Death, Taxes, and Nigel Kipling’s machinations, Andy Sachs thought. The three sureties in life. For the third was the only reason why she had found herself in her current situation. Namely, aboard an Elias-Clarke private jet bound for a remote tropical island, all the while being determinedly ignored by La Priestly. La Priestly, who remained intent on pretending that she was suffering from selective amnesia pertaining to the year 2006. And as for their destination…she shook her head, and reflected on the wholly unexpected trajectory her life had taken over the past few months.

Being head-hunted had not come as a surprise: Andy knew she was hot property. After all, she had carved out quite the career over the past twenty years as an international investigative journalist, and that was without the Gen-Z online cult she had accumulated for some reason (and which had only expanded in the wake of her divorce and subsequent public coming out). Even if she had been obligated to undertake a significant degree of damage control after Doug had infiltrated several social media servers and dropped hints of the candle she still held for her first employer.

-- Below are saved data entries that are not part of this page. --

use super::*;
use crate::util;
use crossbeam::channel::{self, Receiver, Sender};
use log::{debug, info, warn};
use std::borrow::Cow;
use std::io::{self, Read};
use std::mem;
use std::panic::{self, AssertUnwindSafe};
use std::sync::atomic::{AtomicBool, Ordering};

/// Default number of hashing worker threads.
pub const DEFAULT_NUM_THREADS: usize = 2;
/// Default number of read pieces that may wait for a worker.
pub const DEFAULT_QUEUE_CAPACITY: usize = 10;
/// Default size of a single read from a file (256 KiB).
pub const DEFAULT_READ_BUFFER_SIZE: usize = 256 * 1024;

/// Hash `piece` with SHA1, the piece hash used by v1 torrents.
pub fn sha1_piece(piece: &[u8]) -> Piece {
    Sha1::digest(piece).to_vec()
}

/// Splits the content of a [`Manifest`](struct.Manifest.html) into pieces and
/// hashes them.
///
/// The files of the manifest are read one after another, as a single byte
/// stream, by the calling thread. Every `piece_length` bytes of that stream form
/// a piece, no matter where one file ends and the next one starts. The last
/// piece may be shorter.
///
/// Complete pieces are handed to a pool of worker threads through a bounded
/// queue, so at most `queue_capacity` pieces wait in memory and reading stalls
/// while the queue is full. Workers may finish in any order. The returned hashes
/// are always in piece order.
#[derive(Clone, Debug, Eq, PartialEq)]
pub struct PieceHasher {
    piece_length: u64,
    num_threads: usize,
    queue_capacity: usize,
    read_buffer_size: usize,
}

// a complete piece waiting to be hashed
struct PieceJob {
    index: usize,
    bytes: Vec<u8>,
}

// `Err` carries the index of a piece whose worker panicked
type PieceResult = Result<(usize, Piece), usize>;

impl PieceHasher {
    /// Create a new `PieceHasher` with default settings.
    ///
    /// Any positive `piece_length` is accepted here. Range and power-of-2
    /// checks are done by [`TorrentBuilder`](struct.TorrentBuilder.html).
    pub fn new(piece_length: u64) -> PieceHasher {
        PieceHasher {
            piece_length,
            num_threads: DEFAULT_NUM_THREADS,
            queue_capacity: DEFAULT_QUEUE_CAPACITY,
            read_buffer_size: DEFAULT_READ_BUFFER_SIZE,
        }
    }

    /// Change the number of worker threads.
    ///
    /// If set to 0, the number of threads used will be equal to the number
    /// of physical cores.
    pub fn set_num_threads(self, num_threads: usize) -> PieceHasher {
        PieceHasher {
            num_threads,
            ..self
        }
    }

    /// Change how many read pieces may wait for a worker. At least 1.
    pub fn set_queue_capacity(self, queue_capacity: usize) -> PieceHasher {
        PieceHasher {
            queue_capacity: queue_capacity.max(1),
            ..self
        }
    }

    /// Change the size of a single read. At least 1. It is independent
    /// of the piece length.
    pub fn set_read_buffer_size(self, read_buffer_size: usize) -> PieceHasher {
        PieceHasher {
            read_buffer_size: read_buffer_size.max(1),
            ..self
        }
    }

    /// Hash the pieces of `manifest` with SHA1.
    pub fn hash_pieces(&self, manifest: &Manifest) -> Result<Vec<Piece>, MkTorrentError> {
        self.hash_pieces_with(manifest, sha1_piece)
    }

    /// Hash the pieces of `manifest` with `digest`.
    ///
    /// Returns one hash per piece, `ceil(total length / piece length)` in total,
    /// in stream order. Content with no bytes at all yields no hashes.
    ///
    /// Any read error aborts the whole run, as does a panicking `digest`.
    /// The same happens if a file's size differs from the one in `manifest`.
    pub fn hash_pieces_with<F>(
        &self,
        manifest: &Manifest,
        digest: F,
    ) -> Result<Vec<Piece>, MkTorrentError>
    where
        F: Fn(&[u8]) -> Piece + Sync,
    {
        if self.piece_length == 0 {
            return Err(MkTorrentError::TorrentBuilderFailure(Cow::Borrowed(
                "piece length must be positive.",
            )));
        }

        let piece_length = util::u64_to_usize(self.piece_length)?;
        let piece_count = util::u64_to_usize(manifest.piece_count(self.piece_length))?;
        if piece_count == 0 {
            return Ok(Vec::new());
        }

        let num_threads = if self.num_threads == 0 {
            num_cpus::get_physical()
        } else {
            self.num_threads
        };
        info!(
            "hashing {} piece(s) of {} bytes with {} thread(s)",
            piece_count, piece_length, num_threads
        );

        let thread_pool = rayon::ThreadPoolBuilder::new()
            .num_threads(num_threads)
            .thread_name(|i| format!("piece-hasher-{}", i))
            .build()
            .map_err(|e| {
                MkTorrentError::Hashing(Cow::Owned(format!(
                    "failed to create rayon thread pool: {}",
                    e
                )))
            })?;

        let (job_tx, job_rx) = channel::bounded::<PieceJob>(self.queue_capacity);
        let (result_tx, result_rx) = channel::unbounded::<PieceResult>();
        let aborted = AtomicBool::new(false);
        let digest = &digest;
        let aborted = &aborted;

        // the calling thread reads and collects, the pool only hashes
        let pieces = thread_pool.in_place_scope(move |scope| {
            for _ in 0..num_threads {
                let job_rx = job_rx.clone();
                let result_tx = result_tx.clone();
                scope.spawn(move |_| hash_worker(job_rx, result_tx, digest, aborted));
            }
            drop(job_rx);
            drop(result_tx);

            let read = self.read_manifest(manifest, piece_length, &job_tx, aborted);
            // closing the queue releases the workers once it is drained
            drop(job_tx);

            let read_count = match read {
                Ok(read_count) => read_count,
                Err(e) => {
                    aborted.store(true, Ordering::SeqCst);
                    if let Some(index) = result_rx.try_iter().find_map(|r| r.err()) {
                        return Err(worker_panicked(index));
                    }
                    warn!("hashing aborted: {}", e);
                    return Err(e);
                }
            };
            if read_count != piece_count {
                return Err(MkTorrentError::Hashing(Cow::Owned(format!(
                    "read {} piece(s) but expected {}.",
                    read_count, piece_count
                ))));
            }

            let mut collector = PieceCollector::new(piece_count);
            for result in result_rx.iter() {
                match result {
                    Ok((index, piece)) => collector.insert(index, piece)?,
                    Err(index) => {
                        aborted.store(true, Ordering::SeqCst);
                        return Err(worker_panicked(index));
                    }
                }
            }
            collector.finish()
        })?;

        debug!("hashed {} piece(s)", pieces.len());
        Ok(pieces)
    }

    // Read all entries in order and send every complete piece to `jobs`.
    // Returns the number of pieces sent.
    fn read_manifest(
        &self,
        manifest: &Manifest,
        piece_length: usize,
        jobs: &Sender<PieceJob>,
        aborted: &AtomicBool,
    ) -> Result<usize, MkTorrentError> {
        let mut chunker = PieceChunker::new(piece_length);
        let mut buffer = vec![0; self.read_buffer_size];
        let mut emit = |job: PieceJob| {
            if aborted.load(Ordering::SeqCst) {
                return Err(MkTorrentError::Hashing(Cow::Borrowed(
                    "hashing was aborted.",
                )));
            }
            // blocks while the queue is full
            jobs.send(job).map_err(|_| {
                MkTorrentError::Hashing(Cow::Borrowed("all hashing workers have stopped."))
            })
        };

        for entry in &manifest.entries {
            read_entry(entry, &mut buffer, &mut chunker, &mut emit)?;
        }
        chunker.finish(&mut emit)
    }
}

// Stream one file through `chunker`. The file is closed on return.
fn read_entry<F>(
    entry: &FileEntry,
    buffer: &mut [u8],
    chunker: &mut PieceChunker,
    emit: &mut F,
) -> Result<(), MkTorrentError>
where
    F: FnMut(PieceJob) -> Result<(), MkTorrentError>,
{
    debug!("reading [{}]", entry.path.display());
    let read_error = |offset: u64, source: io::Error| MkTorrentError::Read {
        path: entry.path.clone(),
        offset,
        source,
    };

    let mut file = std::fs::File::open(&entry.path).map_err(|e| read_error(0, e))?;
    let mut offset = 0;
    loop {
        let read = match file.read(buffer) {
            Ok(0) => break,
            Ok(read) => read,
            Err(ref e) if e.kind() == io::ErrorKind::Interrupted => continue,
            Err(e) => return Err(read_error(offset, e)),
        };
        offset += util::usize_to_u64(read)?;
        if offset > entry.length {
            return Err(read_error(
                entry.length,
                io::Error::new(
                    io::ErrorKind::InvalidData,
                    "file grew after the manifest was built",
                ),
            ));
        }
        chunker.feed(&buffer[..read], emit)?;
    }

    if offset < entry.length {
        return Err(read_error(
            offset,
            io::Error::new(
                io::ErrorKind::UnexpectedEof,
                "file shrank after the manifest was built",
            ),
        ));
    }
    Ok(())
}

fn hash_worker<F>(
    jobs: Receiver<PieceJob>,
    results: Sender<PieceResult>,
    digest: &F,
    aborted: &AtomicBool,
) where
    F: Fn(&[u8]) -> Piece,
{
    for PieceJob { index, bytes } in jobs.iter() {
        // keep draining so the reader never blocks on a dead queue
        if aborted.load(Ordering::SeqCst) {
            continue;
        }

        let result = panic::catch_unwind(AssertUnwindSafe(|| digest(&bytes)))
            .map(|piece| (index, piece))
            .map_err(|_| index);
        let panicked = result.is_err();
        let sent = results.send(result).is_ok();
        // the failure is reported before anyone is told to stop
        if panicked {
            aborted.store(true, Ordering::SeqCst);
        }
        if !sent {
            break;
        }
    }
}

fn worker_panicked(index: usize) -> MkTorrentError {
    MkTorrentError::Hashing(Cow::Owned(format!(
        "worker panicked while hashing piece #{}.",
        index
    )))
}

// Cuts a byte stream into pieces of a fixed length.
//
// The piece buffer only holds bytes actually fed, so `piece_length` may be far
// larger than the stream.
struct PieceChunker {
    piece_length: usize,
    piece: Vec<u8>,
    next_index: usize,
}

impl PieceChunker {
    fn new(piece_length: usize) -> PieceChunker {
        PieceChunker {
            piece_length,
            piece: Vec::new(),
            next_index: 0,
        }
    }

    // `bytes` may complete any number of pieces
    fn feed<F>(&mut self, mut bytes: &[u8], emit: &mut F) -> Result<(), MkTorrentError>
    where
        F: FnMut(PieceJob) -> Result<(), MkTorrentError>,
    {
        while !bytes.is_empty() {
            let piece_remaining = self.piece_length - self.piece.len();
            if bytes.len() < piece_remaining {
                self.piece.extend_from_slice(bytes);
                break;
            }

            self.piece.extend_from_slice(&bytes[..piece_remaining]);
            bytes = &bytes[piece_remaining..];
            self.emit_piece(emit)?;
        }
        Ok(())
    }

    // Emit the trailing short piece, if any, and return the number of pieces emitted.
    fn finish<F>(mut self, emit: &mut F) -> Result<usize, MkTorrentError>
    where
        F: FnMut(PieceJob) -> Result<(), MkTorrentError>,
    {
        if !self.piece.is_empty() {
            self.emit_piece(emit)?;
        }
        Ok(self.next_index)
    }

    fn emit_piece<F>(&mut self, emit: &mut F) -> Result<(), MkTorrentError>
    where
        F: FnMut(PieceJob) -> Result<(), MkTorrentError>,
    {
        let bytes = mem::take(&mut self.piece);
        let index = self.next_index;
        self.next_index += 1;
        emit(PieceJob { index, bytes })
    }
}

// Reassembles hashes that arrive in any order. Each slot is filled once.
struct PieceCollector {
    slots: Vec<Option<Piece>>,
    received: usize,
}

impl PieceCollector {
    fn new(piece_count: usize) -> PieceCollector {
        PieceCollector {
            slots: vec![None; piece_count],
            received: 0,
        }
    }

    fn insert(&mut self, index: usize, piece: Piece) -> Result<(), MkTorrentError> {
        match self.slots.get_mut(index) {
            Some(Some(_)) => Err(MkTorrentError::Hashing(Cow::Owned(format!(
                "piece #{} was hashed twice.",
                index
            )))),
            Some(slot) => {
                *slot = Some(piece);
                self.received += 1;
                Ok(())
            }
            None => Err(MkTorrentError::Hashing(Cow::Owned(format!(
                "piece #{} is out of range.",
                index
            )))),
        }
    }

    fn finish(self) -> Result<Vec<Piece>, MkTorrentError> {
        if self.received != self.slots.len() {
            return Err(MkTorrentError::Hashing(Cow::Owned(format!(
                "only {} of {} piece(s) were hashed.",
                self.received,
                self.slots.len()
            ))));
        }
        Ok(self.slots.into_iter().flatten().collect())
    }
}
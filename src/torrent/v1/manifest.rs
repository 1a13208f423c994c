use super::*;
use crate::util;
use log::{debug, info};
use std::borrow::Cow;
use std::path::{Component, Path};

/// A file to be shared, as found under the manifest's root.
#[derive(Clone, Debug, Eq, PartialEq)]
pub struct FileEntry {
    /// Where the file can be opened.
    pub path: PathBuf,
    /// Path segments relative to the root. For a single-file root this is
    /// the file's own name.
    pub segments: Vec<Vec<u8>>,
    /// File size in bytes at the time the manifest was built.
    pub length: u64,
}

/// The ordered list of files whose concatenated content is split into pieces.
///
/// The order of `entries` decides which bytes end up in which piece, so it is
/// deterministic: entries are sorted by their relative path.
#[derive(Clone, Debug, Eq, PartialEq)]
pub struct Manifest {
    /// Canonicalized root path. Symlinks are resolved.
    pub root: PathBuf,
    /// Last component of the root path as given, not of its canonical form.
    pub name: Vec<u8>,
    pub is_directory: bool,
    pub entries: Vec<FileEntry>,
}

impl Manifest {
    /// Build a manifest from `root`, which can be a file or a directory.
    ///
    /// A directory is walked recursively. Hidden entries and platform
    /// housekeeping files are skipped. Fails if `root` can not be accessed
    /// or if a directory holds no files at all.
    pub fn build<P>(root: P) -> Result<Manifest, MkTorrentError>
    where
        P: AsRef<Path>,
    {
        let given = root.as_ref();
        let root = given.canonicalize()?;
        // the name is the one the caller used, e.g. a symlink's own name.
        // paths like `.` have no last component until canonicalized
        let name = match given.file_name() {
            Some(_) => util::last_component(given)?,
            None => util::last_component(&root)?,
        };

        let manifest = if root.metadata()?.is_dir() {
            let entries = util::list_dir(&root)?
                .into_iter()
                .map(|(path, length)| {
                    let segments = relative_segments(&root, &path)?;
                    Ok(FileEntry {
                        path,
                        segments,
                        length,
                    })
                })
                .collect::<Result<Vec<_>, MkTorrentError>>()?;

            if entries.is_empty() {
                return Err(MkTorrentError::TorrentBuilderFailure(Cow::Owned(format!(
                    "[{}] contains no files.",
                    root.display()
                ))));
            }

            Manifest {
                root,
                name,
                is_directory: true,
                entries,
            }
        } else {
            let length = root.metadata()?.len();
            Manifest {
                entries: vec![FileEntry {
                    path: root.clone(),
                    segments: vec![name.clone()],
                    length,
                }],
                root,
                name,
                is_directory: false,
            }
        };

        for entry in &manifest.entries {
            debug!(
                "manifest entry [{}], {} bytes",
                entry.path.display(),
                entry.length
            );
        }
        info!(
            "found {} file(s), {} bytes in total, under [{}]",
            manifest.entries.len(),
            manifest.total_length(),
            manifest.root.display()
        );

        Ok(manifest)
    }

    /// Sum of all entries' lengths.
    pub fn total_length(&self) -> u64 {
        self.entries.iter().map(|entry| entry.length).sum()
    }

    /// Number of pieces of `piece_length` bytes the content is split into.
    /// The last piece may be shorter. Empty content has no pieces.
    pub fn piece_count(&self, piece_length: u64) -> u64 {
        let total_length = self.total_length();
        if total_length == 0 {
            0
        } else {
            (total_length - 1) / piece_length + 1
        }
    }
}

fn relative_segments(root: &Path, path: &Path) -> Result<Vec<Vec<u8>>, MkTorrentError> {
    let relative = path.strip_prefix(root).map_err(|_| {
        MkTorrentError::TorrentBuilderFailure(Cow::Owned(format!(
            "[{}] is not under [{}].",
            path.display(),
            root.display()
        )))
    })?;

    relative
        .components()
        .filter_map(|component| match component {
            Component::Normal(s) => Some(util::os_str_to_bytes(s)),
            _ => None,
        })
        .collect()
}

Her first employer, who at that moment was determinedly staring out of the window into a view of nary but clouds. Also, her current employer, having been hired as Runway’s new Features Editor when the Board of Elias-Clarke decided they needed a way to up the magazine’s relevance.

Which had led to the events which had been rather more of a surprise. She had - perhaps naively - assumed that she would select the features she would cover herself. But scarcely a week in the job had elapsed before she had been informed that her first had already been assigned by the unholy (and previously unthinkable) alliance of Nigel and Irv. Namely, that she was being packed off to a much-discussed and even more secretive luxury retreat, Nivarna, renowned for its de-stressing abilities. And even more alarmingly, that Miranda herself had been strong-armed by the aforementioned unlikely duo into accompanying her. Andy had to admit it made sense - if anyone was going to subject the capabilities of the resort to extreme scrutiny, it would be the woman for whom ‘stress’ was practically a middle name.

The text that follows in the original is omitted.